The scale of the disaster is magnified by the district's fragile demographics. Cox's Bazar is home to more than one million Rohingya refugees living in the world's largest refugee settlement, a sprawling network of makeshift shelters clustered on hillsides that are acutely vulnerable to landslides and flash flooding whenever the monsoon rains intensify. The combination of dense, low-lying camps and sustained downpours has left tens of thousands of families exposed to the fast-moving water.
Among the victims were several students and a teacher who were swept away by floodwaters after heavy rain struck their school last week. Their deaths have underscored how quickly the situation turned lethal, as ordinary daily routines were overtaken by a surge of water that gave residents little time to reach higher ground. Families in the affected communities have been left grieving even as the emergency continues to unfold around them.
The heavy rainfall began more than a week ago and intensified sharply in recent days, overwhelming drainage and turning roads, fields and low-lying neighbourhoods into torrents.

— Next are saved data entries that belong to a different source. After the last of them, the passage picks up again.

use axum::{
    extract::{Path, Query, State},
    http::StatusCode,
    response::IntoResponse,
    Json,
};
use serde::Deserialize;

use crate::{
    error::{AppError, AppResult, OptionExt},
    state::AppState,
    types::{
        BulkMappingRequest, CleanupRequest, CleanupResponse, CreateMappingRequest, EntityType, LookupResponse,
    },
};

// Upper bound on items accepted by one bulk request
const MAX_BULK_ITEMS: usize = 10_000;

fn parse_entity_type(raw: &str) -> AppResult<EntityType> {
    raw.parse::<EntityType>().map_err(AppError::from)
}

pub async fn create_mapping(
    State(state): State<AppState>,
    Json(req): Json<CreateMappingRequest>,
) -> AppResult<impl IntoResponse> {
    let entity_type = parse_entity_type(&req.entity_type)?;
    let mapping = state
        .mappings
        .create_mapping(entity_type, req.external_id.trim(), req.internal_id.trim(), req.metadata)
        .await?;
    Ok((StatusCode::CREATED, Json(mapping)))
}

pub async fn bulk_create(
    State(state): State<AppState>,
    Path(entity_type): Path<String>,
    Json(req): Json<BulkMappingRequest>,
) -> AppResult<impl IntoResponse> {
    let entity_type = parse_entity_type(&entity_type)?;
    if req.items.len() > MAX_BULK_ITEMS {
        return Err(AppError::BadRequest(format!(
            "too many items: {} (max {})",
            req.items.len(),
            MAX_BULK_ITEMS
        )));
    }
    let result = state.mappings.bulk_create_mappings(entity_type, &req.items).await?;
    Ok(Json(result))
}

#[derive(Debug, Deserialize)]
pub struct ListQuery {
    #[serde(default)]
    pub include_inactive: bool,
}

pub async fn list_mappings(
    State(state): State<AppState>,
    Path(entity_type): Path<String>,
    Query(q): Query<ListQuery>,
) -> AppResult<impl IntoResponse> {
    let entity_type = parse_entity_type(&entity_type)?;
    let mappings = state.mappings.list_mappings(entity_type, q.include_inactive).await?;
    Ok(Json(mappings))
}

pub async fn resolve_external(
    State(state): State<AppState>,
    Path((entity_type, external_id)): Path<(String, String)>,
) -> AppResult<impl IntoResponse> {
    let entity_type = parse_entity_type(&entity_type)?;
    let internal_id = state
        .mappings
        .get_internal_id(entity_type, &external_id)
        .await?
        .ok_or_not_found(&format!("{} mapping for external id '{}'", entity_type, external_id))?;
    Ok(Json(LookupResponse { entity_type, external_id, internal_id }))
}

pub async fn resolve_internal(
    State(state): State<AppState>,
    Path((entity_type, internal_id)): Path<(String, String)>,
) -> AppResult<impl IntoResponse> {
    let entity_type = parse_entity_type(&entity_type)?;
    let external_id = state
        .mappings
        .get_external_id(entity_type, &internal_id)
        .await?
        .ok_or_not_found(&format!("{} mapping for internal id '{}'", entity_type, internal_id))?;
    Ok(Json(LookupResponse { entity_type, external_id, internal_id }))
}

pub async fn deactivate_mapping(
    State(state): State<AppState>,
    Path((entity_type, external_id)): Path<(String, String)>,
) -> AppResult<impl IntoResponse> {
    let entity_type = parse_entity_type(&entity_type)?;
    if !state.mappings.deactivate_mapping(entity_type, &external_id).await? {
        return Err(AppError::NotFound(format!("{} mapping for external id '{}' not found", entity_type, external_id)));
    }
    Ok(StatusCode::NO_CONTENT)
}

pub async fn mapping_stats(
    State(state): State<AppState>,
    Path(entity_type): Path<String>,
) -> AppResult<impl IntoResponse> {
    let entity_type = parse_entity_type(&entity_type)?;
    Ok(Json(state.mappings.get_mapping_stats(entity_type).await?))
}

pub async fn validate_mappings(
    State(state): State<AppState>,
    Path(entity_type): Path<String>,
) -> AppResult<impl IntoResponse> {
    let entity_type = parse_entity_type(&entity_type)?;
    Ok(Json(state.mappings.validate_mappings(entity_type).await?))
}

pub async fn cleanup_mappings(
    State(state): State<AppState>,
    Path(entity_type): Path<String>,
    Json(req): Json<CleanupRequest>,
) -> AppResult<impl IntoResponse> {
    let entity_type = parse_entity_type(&entity_type)?;
    let deleted = state.mappings.cleanup_stale_mappings(entity_type, req.older_than).await?;
    Ok(Json(CleanupResponse { entity_type, deleted }))
}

In response, authorities moved to evacuate residents from the areas judged to be at highest risk, seeking to pull people out of the path of the water before conditions deteriorated further. Local officials say the priority remains protecting lives while the rain persists.
The disruption has reached well beyond the immediate emergency response. Students' examinations have been rescheduled as schools and access routes were left unusable, and officials say the humanitarian impact continues to grow by the day. More than one million people are now reported to have been affected across the flood-stricken regions, straining shelters, clean water supplies and relief networks already stretched by the size of the refugee population.
Rescue and relief efforts remain underway in several of the worst-affected areas, with teams working to reach isolated communities, distribute aid and account for those still missing. With the monsoon far from over, the concern for authorities is that further downpours could deepen a crisis that has already claimed lives and displaced large numbers of people, keeping both the death toll and the number of those in need in flux.